Data Compliance

All Marketplace app developers must comply with users’ preferences on how their data should be handled.

The Zoom Data Compliance requires you to:

  1. Monitor your app’s deauthorization event webhook which is sent to the app’s Deauthorization Endpoint URL shortly after a user uninstalls your app.
  2. Retain user’s data post app-uninstallation only if the user specifies to do so.

App Deauthorization

If a user chooses to uninstall or deauthorize your app, Zoom will send a deauthorization event notification to your application’s Deauthorization Endpoint URL similar to the one shown below:

App Deauthorization Event
object
event
string

Event type.

1 validation
payload
object

This event informs the developer about the user’s decision when the user completes the uninstallation or deauthorization process.
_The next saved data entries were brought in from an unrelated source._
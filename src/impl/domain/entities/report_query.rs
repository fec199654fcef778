use std::fmt;

use chrono::{Datelike as _, NaiveDate};

/// Date format used by report query parameters and backend period dates.
pub const ISO_DATE_FORMAT: &str = "%Y-%m-%d";

pub const START_DATE_PARAM: &str = "start_date";
pub const END_DATE_PARAM: &str = "end_date";
pub const CADENCE_PARAM: &str = "cadence";

const INCOME_STATEMENT_PATH: &str = "reports/income-statement/";

#[derive(Debug, Clone, Copy, PartialEq, Eq, Hash, Default)]
pub enum Cadence {
    #[default]
    Monthly,
    Quarterly,
}

impl Cadence {
    pub fn as_str(&self) -> &'static str {
        match self {
            Cadence::Monthly => "monthly",
            Cadence::Quarterly => "quarterly",
        }
    }

    /// Anything other than "quarterly" is treated as monthly.
    pub fn parse_lenient(s: &str) -> Self {
        match s {
            "quarterly" => Cadence::Quarterly,
            _ => Cadence::Monthly,
        }
    }
}

impl fmt::Display for Cadence {
    fn fmt(&self, f: &mut fmt::Formatter<'_>) -> fmt::Result {
        f.write_str(self.as_str())
    }
}

/// Date range and cadence an income statement is requested for.
#[derive(Debug, Clone, PartialEq, Eq)]
pub struct ReportQuery {
    pub start_date: NaiveDate,
    pub end_date: NaiveDate,
    pub cadence: Cadence,
}

impl ReportQuery {
    /// Year-to-date, monthly.
    pub fn default_for(today: NaiveDate) -> Self {
        Self {
            start_date: NaiveDate::from_ymd_opt(today.year(), 1, 1).unwrap_or(today),
            end_date: today,
            cadence: Cadence::Monthly,
        }
    }

    /// Builds a query from URL-style parameters. Missing or unparseable
    /// values fall back to [`ReportQuery::default_for`].
    pub fn from_params<'a, I>(params: I, today: NaiveDate) -> Self
    where
        I: IntoIterator<Item = (&'a str, &'a str)>,
    {
        let mut query = Self::default_for(today);
        for (name, value) in params {
            match name {
                START_DATE_PARAM => {
                    if let Ok(d) = NaiveDate::parse_from_str(value, ISO_DATE_FORMAT) {
                        query.start_date = d;
                    }
                }
                END_DATE_PARAM => {
                    if let Ok(d) = NaiveDate::parse_from_str(value, ISO_DATE_FORMAT) {
                        query.end_date = d;
                    }
                }
                CADENCE_PARAM => query.cadence = Cadence::parse_lenient(value),
                _ => {}
            }
        }
        query
    }

    pub fn to_query_string(&self) -> String {
        format!(
            "{}={}&{}={}&{}={}",
            START_DATE_PARAM,
            self.start_date.format(ISO_DATE_FORMAT),
            END_DATE_PARAM,
            self.end_date.format(ISO_DATE_FORMAT),
            CADENCE_PARAM,
            self.cadence,
        )
    }

    /// API path (relative to the API base) for the income statement report.
    pub fn path(&self) -> String {
        format!("{}?{}", INCOME_STATEMENT_PATH, self.to_query_string())
    }
}
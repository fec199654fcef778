use std::str::FromStr;

use chrono::NaiveDate;
use fractic_server_error::ServerError;
use serde::Deserialize;

use crate::{entities::ISO_DATE_FORMAT, errors::InvalidIsoDate};

#[derive(Debug)]
pub(crate) struct ISODateModel(NaiveDate);
impl FromStr for ISODateModel {
    type Err = ServerError;
    fn from_str(s: &str) -> Result<Self, Self::Err> {
        let d = NaiveDate::parse_from_str(s, ISO_DATE_FORMAT)
            .map_err(|e| InvalidIsoDate::with_debug(s, &e))?;
        Ok(ISODateModel(d))
    }
}
impl<'de> Deserialize<'de> for ISODateModel {
    fn deserialize<D>(deserializer: D) -> Result<ISODateModel, D::Error>
    where
        D: serde::Deserializer<'de>,
    {
        let s = String::deserialize(deserializer)?;
        ISODateModel::from_str(&s).map_err(serde::de::Error::custom)
    }
}

impl From<ISODateModel> for NaiveDate {
    fn from(model: ISODateModel) -> Self {
        model.0
    }
}

#[cfg(test)]
mod tests {
    use super::*;
    use crate::entities::ReportQuery;

    #[test]
    fn parses_dates_written_by_report_queries() {
        let today = NaiveDate::from_ymd_opt(2026, 3, 9).unwrap();
        let query = ReportQuery::default_for(today);
        let written = query.end_date.format(ISO_DATE_FORMAT).to_string();
        assert_eq!(written, "2026-03-09");
        assert_eq!(NaiveDate::from(ISODateModel::from_str(&written).unwrap()), today);
    }

    #[test]
    fn rejects_impossible_dates() {
        assert!(ISODateModel::from_str("2026-02-30").is_err());
        assert!(serde_json::from_str::<ISODateModel>("\"09/03/2026\"").is_err());
    }
}
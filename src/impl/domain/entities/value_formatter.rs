/// Maps a raw cell value to its display string. Called once per drawn cell.
pub trait ValueFormatter {
    fn format(&self, value: &str, column_key: &str) -> String;
}

impl<F> ValueFormatter for F
where
    F: Fn(&str, &str) -> String,
{
    fn format(&self, value: &str, column_key: &str) -> String {
        self(value, column_key)
    }
}

/// Shows values exactly as the backend formatted them.
#[derive(Debug, Clone, Copy, Default)]
pub struct PassthroughFormatter;

impl ValueFormatter for PassthroughFormatter {
    fn format(&self, value: &str, _column_key: &str) -> String {
        value.to_string()
    }
}
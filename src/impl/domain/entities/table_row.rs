/// Placeholder shown for a column position the row has no value for.
pub const MISSING_VALUE: &str = "0";

#[derive(Debug, Clone, Copy, PartialEq, Eq, Hash, Default, serde_derive::Deserialize)]
#[serde(rename_all = "lowercase")]
pub enum Alignment {
    Left,
    #[default]
    Right,
}

#[derive(Debug, Clone, PartialEq, Eq, serde_derive::Deserialize)]
pub struct Column {
    pub key: String,
    pub label: String,
    #[serde(default)]
    pub align: Option<Alignment>,
}

impl Column {
    pub fn alignment(&self) -> Alignment {
        self.align.unwrap_or_default()
    }
}

/// A line item of a hierarchical report.
///
/// Values are display strings (as formatted by the backend), positionally
/// aligned with the table's columns. A row without children and a row with an
/// empty children list are both leaves.
#[derive(Debug, Clone, PartialEq, Eq, serde_derive::Deserialize)]
pub struct Row {
    pub key: String,
    pub label: String,
    pub values: Vec<String>,
    #[serde(default)]
    pub children: Vec<Row>,
}

impl Row {
    pub fn has_children(&self) -> bool {
        !self.children.is_empty()
    }

    /// Value at the given column position, or [`MISSING_VALUE`] if the row's
    /// value list is shorter than the column list.
    pub fn value_at(&self, index: usize) -> &str {
        self.values
            .get(index)
            .map(String::as_str)
            .unwrap_or(MISSING_VALUE)
    }
}

impl Drop for Row {
    // Children are detached onto a work stack so that each row is dropped with
    // an empty child list, keeping drop depth constant for any tree height.
    fn drop(&mut self) {
        let mut stack = std::mem::take(&mut self.children);
        while let Some(mut row) = stack.pop() {
            stack.append(&mut row.children);
        }
    }
}

/// One entry of a projected table: a row and its indentation depth.
#[derive(Debug, Clone, Copy, PartialEq, Eq)]
pub struct FlatRow<'a> {
    pub row: &'a Row,
    pub depth: usize,
}

// Shorthand constructors.

pub fn row<K, L, V>(key: K, label: L, values: V, children: Vec<Row>) -> Row
where
    K: Into<String>,
    L: Into<String>,
    V: IntoIterator,
    V::Item: Into<String>,
{
    Row {
        key: key.into(),
        label: label.into(),
        values: values.into_iter().map(Into::into).collect(),
        children,
    }
}

pub fn leaf<K, L, V>(key: K, label: L, values: V) -> Row
where
    K: Into<String>,
    L: Into<String>,
    V: IntoIterator,
    V::Item: Into<String>,
{
    row(key, label, values, Vec::new())
}

pub fn column(key: impl Into<String>, label: impl Into<String>) -> Column {
    Column {
        key: key.into(),
        label: label.into(),
        align: None,
    }
}
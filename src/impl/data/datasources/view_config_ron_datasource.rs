use async_trait::async_trait;
use fractic_server_error::ServerError;
use iso_currency::Currency;

use crate::{
    entities::ReportViewConfig,
    errors::{InvalidIsoCurrencyCode, InvalidRon, ReadError},
};

#[async_trait]
pub(crate) trait ViewConfigRonDatasource: Send + Sync {
    fn from_string(&self, s: &str) -> Result<ReportViewConfig, ServerError>;

    async fn from_file<P>(&self, path: P) -> Result<ReportViewConfig, ServerError>
    where
        P: AsRef<std::path::Path> + Send;
}

pub(crate) struct ViewConfigRonDatasourceImpl;

impl ViewConfigRonDatasourceImpl {
    pub(crate) fn new() -> Self {
        Self
    }
}

#[async_trait]
impl ViewConfigRonDatasource for ViewConfigRonDatasourceImpl {
    fn from_string(&self, s: &str) -> Result<ReportViewConfig, ServerError> {
        let config: ReportViewConfig =
            ron::from_str(s).map_err(|e| InvalidRon::with_debug("ReportViewConfig", &e))?;
        if Currency::from_code(&config.currency).is_none() {
            return Err(InvalidIsoCurrencyCode::new(&config.currency));
        }
        Ok(config)
    }

    async fn from_file<P>(&self, path: P) -> Result<ReportViewConfig, ServerError>
    where
        P: AsRef<std::path::Path> + Send,
    {
        let s = tokio::fs::read_to_string(path)
            .await
            .map_err(|e| ReadError::with_debug(&e))?;
        self.from_string(&s)
    }
}
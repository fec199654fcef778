use std::collections::HashSet;

use fractic_server_error::ServerError;

use crate::{
    domain::logic::table_projector::{collect_expandable_keys, flatten},
    entities::{Column, ExpansionState, FlatRow, Row, ValueFormatter},
    errors::DuplicateRowKey,
};

/// A report tree together with its columns and the expand/collapse state of a
/// single view.
///
/// Expansion state lives exactly as long as the tree it was seeded from: it
/// starts fully expanded and is reset, never merged, when the tree is
/// replaced.
#[derive(Debug, Clone)]
pub struct ReportTable {
    columns: Vec<Column>,
    rows: Vec<Row>,
    expandable_keys: Vec<String>,
    expansion: ExpansionState,
}

impl ReportTable {
    /// Row keys must be unique across the whole tree.
    pub fn new(columns: Vec<Column>, rows: Vec<Row>) -> Result<Self, ServerError> {
        ensure_unique_keys(&rows)?;
        let expandable_keys = collect_expandable_keys(&rows);
        let expansion = expandable_keys.iter().cloned().collect();
        Ok(Self {
            columns,
            rows,
            expandable_keys,
            expansion,
        })
    }

    pub fn columns(&self) -> &[Column] {
        &self.columns
    }

    pub fn rows(&self) -> &[Row] {
        &self.rows
    }

    pub fn expansion(&self) -> &ExpansionState {
        &self.expansion
    }

    pub fn expandable_keys(&self) -> &[String] {
        &self.expandable_keys
    }

    /// Swaps in a new tree and re-seeds the expansion state from it. On error
    /// the table is left untouched.
    pub fn replace_rows(&mut self, rows: Vec<Row>) -> Result<(), ServerError> {
        ensure_unique_keys(&rows)?;
        self.expandable_keys = collect_expandable_keys(&rows);
        self.expansion = self.expandable_keys.iter().cloned().collect();
        self.rows = rows;
        tracing::debug!(
            expandable = self.expandable_keys.len(),
            "report table rows replaced"
        );
        Ok(())
    }

    pub fn is_expanded(&self, key: &str) -> bool {
        self.expansion.is_expanded(key)
    }

    pub fn toggle(&mut self, key: &str) {
        self.expansion.toggle(key);
        tracing::trace!(key, expanded = self.expansion.is_expanded(key), "toggled row");
    }

    pub fn expand_all(&mut self) {
        self.expansion = self.expandable_keys.iter().cloned().collect();
        tracing::trace!("expanded all rows");
    }

    pub fn collapse_all(&mut self) {
        self.expansion.clear();
        tracing::trace!("collapsed all rows");
    }

    pub fn visible_rows(&self) -> Vec<FlatRow<'_>> {
        flatten(&self.rows, &self.expansion)
    }

    /// Display strings for each column of `row`. Positions the row has no
    /// value for read as zero.
    pub fn cells<F>(&self, row: &Row, formatter: &F) -> Vec<String>
    where
        F: ValueFormatter + ?Sized,
    {
        self.columns
            .iter()
            .enumerate()
            .map(|(i, column)| formatter.format(row.value_at(i), &column.key))
            .collect()
    }
}

fn ensure_unique_keys(rows: &[Row]) -> Result<(), ServerError> {
    let mut seen = HashSet::new();
    let mut stack: Vec<&Row> = rows.iter().collect();
    while let Some(row) = stack.pop() {
        if !seen.insert(row.key.as_str()) {
            return Err(DuplicateRowKey::new(&row.key));
        }
        stack.extend(row.children.iter());
    }
    Ok(())
}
If you selected to publish your app on the Zoom App Marketplace, you can find the deauthorization endpoint URL by logging in and going to Manage > Created Apps > YourApp > Information.

Data Retention

The payload of the deauthorization webhook event includes a property named user_data_retention which indicates the Zoom users’ preference about how you should handle their data which resides in your data stores in accordance with the Zoom Marketplace Developer Agreement.

If the value of user_data_retention is TRUE, it means that the user has granted you permission to retain their data beyond the ten days period stated in the Zoom App Marketplace Developer Agreement.

A FALSE value indicates that the user wants you to delete their data after app uninstallation.